(WHAT IS REQUIRED): Of all the lines below, output only those starting at the one with "let cache = Cache::builder()" and ending at the one with "pub async fn products(&self)", both ends included, exactly as written.

EXTRACTED DATA Start Marker

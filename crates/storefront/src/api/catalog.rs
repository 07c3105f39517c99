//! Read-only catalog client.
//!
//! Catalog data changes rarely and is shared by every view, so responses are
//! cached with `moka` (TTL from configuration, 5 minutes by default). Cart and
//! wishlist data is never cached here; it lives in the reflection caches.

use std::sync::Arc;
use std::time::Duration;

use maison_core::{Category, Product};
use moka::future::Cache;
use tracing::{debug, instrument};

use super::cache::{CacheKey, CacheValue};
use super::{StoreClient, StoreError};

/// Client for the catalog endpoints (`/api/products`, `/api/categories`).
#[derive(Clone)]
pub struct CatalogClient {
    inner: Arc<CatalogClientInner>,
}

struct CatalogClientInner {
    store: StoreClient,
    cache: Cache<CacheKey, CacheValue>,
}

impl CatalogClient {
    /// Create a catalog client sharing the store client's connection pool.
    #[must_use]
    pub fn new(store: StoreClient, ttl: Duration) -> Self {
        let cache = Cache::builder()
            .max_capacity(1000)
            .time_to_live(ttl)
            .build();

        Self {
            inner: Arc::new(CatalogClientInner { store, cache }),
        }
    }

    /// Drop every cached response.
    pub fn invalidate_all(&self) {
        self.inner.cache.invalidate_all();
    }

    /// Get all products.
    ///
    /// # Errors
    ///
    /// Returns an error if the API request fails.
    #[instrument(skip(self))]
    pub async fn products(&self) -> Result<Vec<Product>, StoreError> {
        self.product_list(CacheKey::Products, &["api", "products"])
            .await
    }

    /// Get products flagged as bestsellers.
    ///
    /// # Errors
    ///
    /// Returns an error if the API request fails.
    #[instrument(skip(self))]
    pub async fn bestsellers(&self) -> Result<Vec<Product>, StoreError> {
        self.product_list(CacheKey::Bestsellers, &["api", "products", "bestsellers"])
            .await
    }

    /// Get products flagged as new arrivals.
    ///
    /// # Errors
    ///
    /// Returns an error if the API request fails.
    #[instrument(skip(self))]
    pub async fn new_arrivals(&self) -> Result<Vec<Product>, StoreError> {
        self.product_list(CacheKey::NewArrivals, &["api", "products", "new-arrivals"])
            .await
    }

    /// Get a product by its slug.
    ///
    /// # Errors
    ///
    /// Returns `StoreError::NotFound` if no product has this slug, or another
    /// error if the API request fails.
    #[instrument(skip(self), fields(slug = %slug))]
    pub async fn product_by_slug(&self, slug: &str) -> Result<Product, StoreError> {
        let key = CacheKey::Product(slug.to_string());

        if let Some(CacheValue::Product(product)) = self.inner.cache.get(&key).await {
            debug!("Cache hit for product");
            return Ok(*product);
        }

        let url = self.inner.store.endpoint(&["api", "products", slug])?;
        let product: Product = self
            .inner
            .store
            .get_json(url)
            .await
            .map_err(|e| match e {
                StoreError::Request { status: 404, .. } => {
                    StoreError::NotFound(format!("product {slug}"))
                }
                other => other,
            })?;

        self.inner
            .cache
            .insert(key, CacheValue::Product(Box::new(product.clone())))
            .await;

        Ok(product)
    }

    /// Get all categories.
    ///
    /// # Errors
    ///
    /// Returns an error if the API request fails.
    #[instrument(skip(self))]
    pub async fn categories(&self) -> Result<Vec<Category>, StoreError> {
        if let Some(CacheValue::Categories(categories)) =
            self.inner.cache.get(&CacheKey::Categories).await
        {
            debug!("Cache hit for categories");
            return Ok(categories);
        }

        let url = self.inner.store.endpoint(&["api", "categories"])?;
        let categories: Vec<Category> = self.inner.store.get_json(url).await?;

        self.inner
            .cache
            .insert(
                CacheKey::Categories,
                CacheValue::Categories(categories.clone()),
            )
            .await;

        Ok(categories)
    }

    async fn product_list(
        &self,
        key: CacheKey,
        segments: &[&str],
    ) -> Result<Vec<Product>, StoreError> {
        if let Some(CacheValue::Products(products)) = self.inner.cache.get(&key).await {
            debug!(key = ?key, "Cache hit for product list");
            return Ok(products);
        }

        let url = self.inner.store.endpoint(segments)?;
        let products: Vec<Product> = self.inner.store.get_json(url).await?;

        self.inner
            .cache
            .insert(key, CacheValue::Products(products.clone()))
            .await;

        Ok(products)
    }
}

EXTRACTED DATA End Marker
EXTRACTED DATA Start Marker

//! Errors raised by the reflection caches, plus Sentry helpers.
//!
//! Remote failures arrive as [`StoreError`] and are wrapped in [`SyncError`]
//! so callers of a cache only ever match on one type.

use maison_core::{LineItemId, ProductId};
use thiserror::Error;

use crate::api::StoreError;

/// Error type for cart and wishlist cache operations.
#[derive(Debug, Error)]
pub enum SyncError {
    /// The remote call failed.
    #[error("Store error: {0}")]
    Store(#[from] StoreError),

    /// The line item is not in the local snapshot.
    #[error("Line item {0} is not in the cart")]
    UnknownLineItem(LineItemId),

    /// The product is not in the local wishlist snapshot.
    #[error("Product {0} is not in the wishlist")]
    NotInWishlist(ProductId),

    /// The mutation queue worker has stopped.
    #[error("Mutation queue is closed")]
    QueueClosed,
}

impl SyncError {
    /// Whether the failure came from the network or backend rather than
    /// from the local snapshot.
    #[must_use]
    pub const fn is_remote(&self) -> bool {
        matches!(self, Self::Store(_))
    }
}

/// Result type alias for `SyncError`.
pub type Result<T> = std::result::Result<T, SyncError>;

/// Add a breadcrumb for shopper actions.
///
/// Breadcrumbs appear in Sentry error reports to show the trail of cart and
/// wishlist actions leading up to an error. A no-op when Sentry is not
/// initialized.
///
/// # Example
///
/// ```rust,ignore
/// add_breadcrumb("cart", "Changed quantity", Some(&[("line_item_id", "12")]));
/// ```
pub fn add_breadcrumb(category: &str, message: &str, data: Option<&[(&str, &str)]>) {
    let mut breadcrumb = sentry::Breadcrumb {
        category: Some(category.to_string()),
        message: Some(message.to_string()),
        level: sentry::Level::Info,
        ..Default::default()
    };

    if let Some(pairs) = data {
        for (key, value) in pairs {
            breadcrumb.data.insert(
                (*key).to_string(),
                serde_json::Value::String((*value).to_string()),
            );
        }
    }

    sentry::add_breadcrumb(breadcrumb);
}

EXTRACTED DATA End Marker
EXTRACTED DATA Start Marker

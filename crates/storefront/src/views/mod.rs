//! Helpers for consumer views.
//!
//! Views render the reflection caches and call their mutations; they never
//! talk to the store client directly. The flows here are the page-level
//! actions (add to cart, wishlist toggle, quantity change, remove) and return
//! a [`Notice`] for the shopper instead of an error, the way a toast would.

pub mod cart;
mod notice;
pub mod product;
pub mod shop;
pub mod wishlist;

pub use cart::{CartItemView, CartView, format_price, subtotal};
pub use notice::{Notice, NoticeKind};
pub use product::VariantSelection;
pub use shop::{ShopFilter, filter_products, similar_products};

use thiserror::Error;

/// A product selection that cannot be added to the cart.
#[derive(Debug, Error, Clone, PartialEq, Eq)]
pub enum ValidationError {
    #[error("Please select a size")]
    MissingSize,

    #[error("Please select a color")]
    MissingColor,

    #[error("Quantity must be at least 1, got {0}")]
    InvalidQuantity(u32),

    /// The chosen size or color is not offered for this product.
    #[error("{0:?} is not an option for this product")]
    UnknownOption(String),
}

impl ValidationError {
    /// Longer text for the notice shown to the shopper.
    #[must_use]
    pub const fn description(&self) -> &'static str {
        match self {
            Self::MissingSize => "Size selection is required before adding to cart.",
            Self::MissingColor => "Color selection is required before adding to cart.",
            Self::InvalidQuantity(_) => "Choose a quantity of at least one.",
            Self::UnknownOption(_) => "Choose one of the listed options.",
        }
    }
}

EXTRACTED DATA End Marker

(RESPONSE AREA):
        let cache = Cache::builder()
            .max_capacity(1000)
            .time_to_live(ttl)
            .build();

        Self {
            inner: Arc::new(CatalogClientInner { store, cache }),
        }
    }

    /// Drop every cached response.
    pub fn invalidate_all(&self) {
        self.inner.cache.invalidate_all();
    }

    /// Get all products.
    ///
    /// # Errors
    ///
    /// Returns an error if the API request fails.
    #[instrument(skip(self))]
    pub async fn products(&self) -> Result<Vec<Product>, StoreError> {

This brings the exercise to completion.